══ Available records ══
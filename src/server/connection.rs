// Connection handling module
// Accepts a single TCP connection and serves it on its own task

use hyper::server::conn::http1;
use hyper::service::service_fn;
use hyper_util::rt::TokioIo;
use std::sync::atomic::{AtomicUsize, Ordering};
use std::sync::Arc;
use std::time::Duration;

use crate::config::AppState;
use crate::handler;

/// Accept a connection, enforcing `performance.max_connections`.
pub fn accept_connection(
    stream: tokio::net::TcpStream,
    peer_addr: std::net::SocketAddr,
    state: &Arc<AppState>,
    conn_counter: &Arc<AtomicUsize>,
) {
    // Increment first, then check, so concurrent accepts cannot overshoot
    let prev_count = conn_counter.fetch_add(1, Ordering::SeqCst);

    if let Some(max_conn) = state.config.performance.max_connections {
        if prev_count >= usize::try_from(max_conn).unwrap_or(usize::MAX) {
            conn_counter.fetch_sub(1, Ordering::SeqCst);
            tracing::warn!(
                peer = %peer_addr,
                active = prev_count,
                max_connections = max_conn,
                "max connections reached, connection rejected"
            );
            drop(stream);
            return;
        }
    }

    tracing::trace!(peer = %peer_addr, "connection accepted");
    handle_connection(stream, peer_addr, Arc::clone(state), Arc::clone(conn_counter));
}

/// Serve HTTP/1.1 on the stream until it closes or the connection timeout
/// elapses, then release the connection slot.
fn handle_connection(
    stream: tokio::net::TcpStream,
    peer_addr: std::net::SocketAddr,
    state: Arc<AppState>,
    conn_counter: Arc<AtomicUsize>,
) {
    tokio::spawn(async move {
        let io = TokioIo::new(stream);

        let perf = &state.config.performance;
        let timeout_duration = Duration::from_secs(perf.read_timeout.max(perf.write_timeout));

        let mut builder = http1::Builder::new();
        builder.keep_alive(perf.keep_alive_timeout > 0);

        let service_state = Arc::clone(&state);
        let conn = builder.serve_connection(
            io,
            service_fn(move |req| {
                handler::handle_request(req, Arc::clone(&service_state), Some(peer_addr))
            }),
        );

        match tokio::time::timeout(timeout_duration, conn).await {
            Ok(Ok(())) => {}
            Ok(Err(err)) => tracing::debug!(peer = %peer_addr, error = %err, "connection error"),
            Err(_) => tracing::debug!(
                peer = %peer_addr,
                timeout_secs = timeout_duration.as_secs(),
                "connection timed out"
            ),
        }

        conn_counter.fetch_sub(1, Ordering::SeqCst);
    });
}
═══
**Assignment**
Could you set down, exactly as written, the lines above between the one holding "accepts cannot overshoot" and the one holding "let perf = &state.config.performance;", inclusive, and nothing more?

**Task solution**
    // Increment first, then check, so concurrent accepts cannot overshoot
    let prev_count = conn_counter.fetch_add(1, Ordering::SeqCst);

    if let Some(max_conn) = state.config.performance.max_connections {
        if prev_count >= usize::try_from(max_conn).unwrap_or(usize::MAX) {
            conn_counter.fetch_sub(1, Ordering::SeqCst);
            tracing::warn!(
                peer = %peer_addr,
                active = prev_count,
                max_connections = max_conn,
                "max connections reached, connection rejected"
            );
            drop(stream);
            return;
        }
    }

    tracing::trace!(peer = %peer_addr, "connection accepted");
    handle_connection(stream, peer_addr, Arc::clone(state), Arc::clone(conn_counter));
}

/// Serve HTTP/1.1 on the stream until it closes or the connection timeout
/// elapses, then release the connection slot.
fn handle_connection(
    stream: tokio::net::TcpStream,
    peer_addr: std::net::SocketAddr,
    state: Arc<AppState>,
    conn_counter: Arc<AtomicUsize>,
) {
    tokio::spawn(async move {
        let io = TokioIo::new(stream);

        let perf = &state.config.performance;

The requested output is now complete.